In the last decade, product managers of digital products have managed to create mind-blowing smartphones, self-driving cars, and virtual reality devices without product analytics. So, why would product managers need to change their way of working now?

 Product analytics , the activity of measuring how end users engage with a product on an ongoing basis, can dramatically impact the daily work of a product manager. This article focuses on how product analytics influences two key responsibilities of every product manager: feature road mapping and software lifecycle management.

Feature Adoption Analysis

Wouldn't it be great to know how and how much customers use your product? As a typical product manager, you collect input for your roadmap from multiple sources, including your customers, competitors, market analysts, and internal stakeholders such as developers, support engineers, and sales and marketing folks. 

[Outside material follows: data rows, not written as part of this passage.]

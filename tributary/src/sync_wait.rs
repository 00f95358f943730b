//! `sync_wait`: block the calling thread on a computation.
//!
//! A per-call [`RunLoop`] is driven on the calling thread while the
//! connected operation runs; the receiver records the completion and
//! finishes the loop. The receiver's environment exposes the loop's
//! scheduler as both the current and the delegatee scheduler, so work the
//! computation wants to run "here" lands on this thread.
//!
//! `sync_wait` installs no stop callback: it cannot be cancelled from
//! outside.

use std::{pin::pin, sync::Arc};

use headwater::{
	env::{GetDelegateeScheduler, GetScheduler},
	erased::AnyScheduler,
	Completion, Env, Error, OperationState, Receiver, RunLoop, Sender,
};
use parking_lot::Mutex;

/// Runs `sender` to completion on the calling thread.
///
/// **Returns** `Ok(Some(value))` for a value completion, `Ok(None)` for a
/// stopped completion, and `Err(error)` for an error completion — except
/// that an error wrapping a captured panic is resumed on the calling thread
/// instead.
///
/// # Panics
///
/// Panics (by resumption) when the computation buffered a panic from user
/// code.
pub fn sync_wait<S: Sender>(sender: S) -> Result<Option<S::Value>, Error> {
	let run_loop = RunLoop::new();
	let outcome = Arc::new(Mutex::new(None));
	let scheduler = AnyScheduler::new(run_loop.scheduler());
	let env = Env::new()
		.with::<GetScheduler>(scheduler.clone())
		.with::<GetDelegateeScheduler>(scheduler);
	let receiver = BlockingReceiver {
		outcome: outcome.clone(),
		run_loop: run_loop.clone(),
		env,
	};
	let mut operation = pin!(sender.connect(receiver));
	operation.as_mut().start();
	run_loop.run();
	let completion = outcome
		.lock()
		.take()
		.expect("the run loop finished without a completion");
	match completion {
		Completion::Value(value) => Ok(Some(value)),
		Completion::Stopped => Ok(None),
		Completion::Error(error) => Err(error.resume_panic()),
	}
}

/// [`sync_wait`] under its wider surface name; with typed senders the value
/// is already a single signature.
pub fn sync_wait_with_variant<S: Sender>(sender: S) -> Result<Option<S::Value>, Error> {
	sync_wait(sender)
}

struct BlockingReceiver<T> {
	outcome: Arc<Mutex<Option<Completion<T>>>>,
	run_loop: RunLoop,
	env: Env,
}

impl<T> BlockingReceiver<T> {
	fn finish(self, completion: Completion<T>) {
		*self.outcome.lock() = Some(completion);
		self.run_loop.finish();
	}
}

impl<T: Send + 'static> Receiver<T> for BlockingReceiver<T> {
	fn set_value(self, value: T) {
		self.finish(Completion::Value(value));
	}

	fn set_error(self, error: Error) {
		self.finish(Completion::Error(error));
	}

	fn set_stopped(self) {
		self.finish(Completion::Stopped);
	}

	fn env(&self) -> Env {
		self.env.clone()
	}
}
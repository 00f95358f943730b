//! A cooperative FIFO event loop and its scheduler.
//!
//! [`RunLoop`] is the built-in execution context: a mutex-and-condvar task
//! queue that [`run`](`RunLoop::run`) drains on the calling thread until
//! [`finish`](`RunLoop::finish`). Its [`RunLoopScheduler`] completes
//! schedule operations on whichever thread is driving `run`, checking the
//! receiver's stop token at dequeue time.

use core::pin::Pin;
use std::{collections::VecDeque, sync::Arc};

use parking_lot::{Condvar, Mutex};
use tracing::trace;

use crate::{
	env::ForwardProgressGuarantee,
	erased::AnyScheduler,
	traits::{Channel, OperationState, Receiver, Scheduler, Sender},
};

trait LoopTask: Send + Sync {
	fn execute(self: Arc<Self>);
}

/// A single-threaded cooperative FIFO task queue.
#[derive(Clone)]
pub struct RunLoop {
	inner: Arc<LoopInner>,
}

struct LoopInner {
	queue: Mutex<LoopQueue>,
	ready: Condvar,
}

#[derive(Default)]
struct LoopQueue {
	tasks: VecDeque<Arc<dyn LoopTask>>,
	finishing: bool,
}

impl RunLoop {
	#[must_use]
	pub fn new() -> Self {
		Self {
			inner: Arc::new(LoopInner {
				queue: Mutex::new(LoopQueue::default()),
				ready: Condvar::new(),
			}),
		}
	}

	/// Executes queued tasks on the calling thread until the loop is
	/// [finished](`RunLoop::finish`) and drained.
	pub fn run(&self) {
		loop {
			let task = {
				let mut queue = self.inner.queue.lock();
				loop {
					if let Some(task) = queue.tasks.pop_front() {
						break Some(task);
					}
					if queue.finishing {
						break None;
					}
					self.inner.ready.wait(&mut queue);
				}
			};
			match task {
				Some(task) => task.execute(),
				None => {
					trace!("run loop drained");
					return;
				}
			}
		}
	}

	/// Makes [`run`](`RunLoop::run`) return once the queue is drained.
	///
	/// Operations scheduled afterwards complete `set_stopped` immediately.
	pub fn finish(&self) {
		let mut queue = self.inner.queue.lock();
		queue.finishing = true;
		self.inner.ready.notify_all();
	}

	#[must_use]
	pub fn scheduler(&self) -> RunLoopScheduler {
		RunLoopScheduler {
			inner: self.inner.clone(),
		}
	}
}

impl Default for RunLoop {
	fn default() -> Self {
		Self::new()
	}
}

/// Schedules onto the thread driving the owning [`RunLoop`].
#[derive(Clone)]
pub struct RunLoopScheduler {
	inner: Arc<LoopInner>,
}

impl Scheduler for RunLoopScheduler {
	type Sender = Schedule;

	fn schedule(&self) -> Schedule {
		Schedule {
			inner: self.inner.clone(),
		}
	}

	fn forward_progress_guarantee(&self) -> ForwardProgressGuarantee {
		ForwardProgressGuarantee::Parallel
	}
}

/// The schedule sender of a [`RunLoopScheduler`].
pub struct Schedule {
	inner: Arc<LoopInner>,
}

impl Sender for Schedule {
	type Value = ();

	type Operation<R> = ScheduleOperation<R>
	where
		R: Receiver<()>;

	fn connect<R>(self, receiver: R) -> ScheduleOperation<R>
	where
		R: Receiver<()>,
	{
		ScheduleOperation {
			task: Arc::new(ScheduleTask {
				receiver: Mutex::new(Some(receiver)),
			}),
			inner: self.inner,
		}
	}

	fn completion_scheduler(&self, channel: Channel) -> Option<AnyScheduler> {
		matches!(channel, Channel::Value).then(|| {
			AnyScheduler::new(RunLoopScheduler {
				inner: self.inner.clone(),
			})
		})
	}
}

pub struct ScheduleOperation<R> {
	task: Arc<ScheduleTask<R>>,
	inner: Arc<LoopInner>,
}

impl<R: Receiver<()>> OperationState for ScheduleOperation<R> {
	fn start(self: Pin<&mut Self>) {
		let this = self.get_mut();
		let enqueued = {
			let mut queue = this.inner.queue.lock();
			if queue.finishing {
				false
			} else {
				queue.tasks.push_back(this.task.clone() as Arc<dyn LoopTask>);
				true
			}
		};
		if enqueued {
			trace!("task enqueued");
			this.inner.ready.notify_one();
		} else if let Some(receiver) = this.task.receiver.lock().take() {
			receiver.set_stopped();
		}
	}
}

struct ScheduleTask<R> {
	receiver: Mutex<Option<R>>,
}

impl<R: Receiver<()>> LoopTask for ScheduleTask<R> {
	fn execute(self: Arc<Self>) {
		let receiver = self.receiver.lock().take();
		let Some(receiver) = receiver else { return };
		if receiver.env().stop_token().stop_requested() {
			receiver.set_stopped();
		} else {
			receiver.set_value(());
		}
	}
}
//! `bulk`: iterate a shape over the value completion before forwarding it.

use core::marker::PhantomData;
use std::panic::{catch_unwind, AssertUnwindSafe};

use headwater::{erased::AnyScheduler, Channel, Env, Error, Receiver, Sender};

/// Runs `each(index, &mut value)` for every `index in 0..shape` on the value
/// completion, then forwards the value unchanged. An unwinding `each`
/// becomes an error completion.
pub fn bulk<C, F>(child: C, shape: usize, each: F) -> Bulk<C, F>
where
	C: Sender,
	F: FnMut(usize, &mut C::Value) + Send + 'static,
{
	Bulk { child, shape, each }
}

#[derive(Clone, Debug)]
pub struct Bulk<C, F> {
	child: C,
	shape: usize,
	each: F,
}

impl<C, F> Sender for Bulk<C, F>
where
	C: Sender,
	F: FnMut(usize, &mut C::Value) + Send + 'static,
{
	type Value = C::Value;

	type Operation<R> = C::Operation<BulkReceiver<C::Value, R, F>>
	where
		R: Receiver<C::Value>;

	fn connect<R>(self, receiver: R) -> Self::Operation<R>
	where
		R: Receiver<C::Value>,
	{
		self.child.connect(BulkReceiver {
			receiver,
			shape: self.shape,
			each: self.each,
			_marker: PhantomData,
		})
	}

	fn completion_scheduler(&self, channel: Channel) -> Option<AnyScheduler> {
		self.child.completion_scheduler(channel)
	}
}

pub struct BulkReceiver<T, R, F> {
	receiver: R,
	shape: usize,
	each: F,
	_marker: PhantomData<fn(T)>,
}

impl<T, R, F> Receiver<T> for BulkReceiver<T, R, F>
where
	T: Send + 'static,
	R: Receiver<T>,
	F: FnMut(usize, &mut T) + Send + 'static,
{
	fn set_value(self, mut value: T) {
		let Self {
			receiver,
			shape,
			mut each,
			..
		} = self;
		let iterated = catch_unwind(AssertUnwindSafe(move || {
			for index in 0..shape {
				each(index, &mut value);
			}
			value
		}));
		match iterated {
			Ok(value) => receiver.set_value(value),
			Err(payload) => receiver.set_error(Error::from_panic(payload)),
		}
	}

	fn set_error(self, error: Error) {
		self.receiver.set_error(error);
	}

	fn set_stopped(self) {
		self.receiver.set_stopped();
	}

	fn env(&self) -> Env {
		self.receiver.env()
	}
}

You probably match the input against your product strategy (or the next quarter's sales quota if you are more in a survival mode) and draft your feature roadmap. But, all this input information is biased. It doesn't matter how much time you spend with key customers, power users, or novice users of your product. The information will always depend on a subjective opinion as long it represents the opinion but not the actual usage patterns of selected users. It is more likely that end users will highlight what is missing or doesn't work as expected than bring up the things that work already and they use every day.

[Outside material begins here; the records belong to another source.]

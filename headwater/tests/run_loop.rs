//! The cooperative FIFO loop in isolation.

use std::{pin::pin, sync::Arc, thread};

use headwater::{env::GetStopToken, Env, Error, OperationState, Receiver, RunLoop, Scheduler, Sender, StopSource};

struct Push {
	order: Arc<std::sync::Mutex<Vec<usize>>>,
	index: usize,
	env: Env,
}

impl Receiver<()> for Push {
	fn set_value(self, (): ()) {
		self.order.lock().unwrap().push(self.index);
	}

	fn set_error(self, error: Error) {
		panic!("unexpected error completion: {error}");
	}

	fn set_stopped(self) {
		self.order.lock().unwrap().push(usize::MAX);
	}

	fn env(&self) -> Env {
		self.env.clone()
	}
}

#[test]
fn tasks_run_in_schedule_order() {
	let run_loop = RunLoop::new();
	let scheduler = run_loop.scheduler();
	let order = Arc::new(std::sync::Mutex::new(Vec::new()));

	let mut operations: Vec<std::pin::Pin<Box<dyn OperationState>>> = Vec::new();
	for index in 0..3 {
		operations.push(Box::pin(scheduler.schedule().connect(Push {
			order: order.clone(),
			index,
			env: Env::new(),
		})));
	}
	for operation in &mut operations {
		operation.as_mut().start();
	}
	run_loop.finish();
	run_loop.run();
	assert_eq!(*order.lock().unwrap(), [0, 1, 2]);
}

#[test]
fn producers_on_other_threads_wake_the_driver() {
	let run_loop = RunLoop::new();
	let scheduler = run_loop.scheduler();
	let order = Arc::new(std::sync::Mutex::new(Vec::new()));

	let producer = {
		let run_loop = run_loop.clone();
		let order = order.clone();
		thread::spawn(move || {
			let mut operation = pin!(scheduler.schedule().connect(Push {
				order,
				index: 1,
				env: Env::new(),
			}));
			operation.as_mut().start();
			run_loop.finish();
		})
	};
	run_loop.run();
	producer.join().unwrap();
	assert_eq!(*order.lock().unwrap(), [1]);
}

#[test]
fn a_stop_requested_receiver_completes_stopped_at_dequeue() {
	let run_loop = RunLoop::new();
	let source = StopSource::new();
	let order = Arc::new(std::sync::Mutex::new(Vec::new()));

	let mut operation = pin!(run_loop.scheduler().schedule().connect(Push {
		order: order.clone(),
		index: 0,
		env: Env::new().with::<GetStopToken>(source.token()),
	}));
	operation.as_mut().start();
	source.request_stop();
	run_loop.finish();
	run_loop.run();
	assert_eq!(*order.lock().unwrap(), [usize::MAX]);
}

Feature adoption analysis with 24/7 tracking of the actual usage of your digital product opens an entirely new perspective into what your customers use, when, and how often. Product analytics solutions, such as Qt Insight, record and visualize feature adoption over time across geographies, user groups, and different devices. Feature adoption analysis records an event for every user interaction on product elements you marked as relevant to be studied. These events are uploaded to a cloud solution anonymously and then aggregated to meaningful charts. Suddenly, you will understand whether a feature is used within the first 2 minutes of the customer journey, is used 20 times a day, is used a second time (ever), or is used only once a year.

Qt Insight Usage Charts

Image: Screen capture of Qt Insight Beta Usage Report 

A feature being used only once a year (or even less) might not be bad if that's what you want. Let's imagine you have a feature that allows your product to be reset to its factory settings if the end-user changes. You really want this feature to work to give your product a long lifetime value and support a cyclical economy, but you wouldn’t expect it to be used frequently. Whether or not the frequency of product usage meets your design expectation is what matters. 

Features that you thought deliver a lot of value but which do not find much adoption in everyday life are such that deserve your attention. If users do not find or understand functionality, you must ensure that you place or communicate it better. Alternatively, the feature might not be as valuable as intended, and you need to reconsider whether you defocus the enhancement of this feature and reposition the feature in the UI navigation not to take up unnecessary real estate. You do not want to build a bridge to nowhere by extending a feature that nobody uses.

In the fight against becoming a feature factory, product managers can use feature adoption analysis to make road mapping driven by data. Feature adoption analysis serves as a complementary input for making product decisions.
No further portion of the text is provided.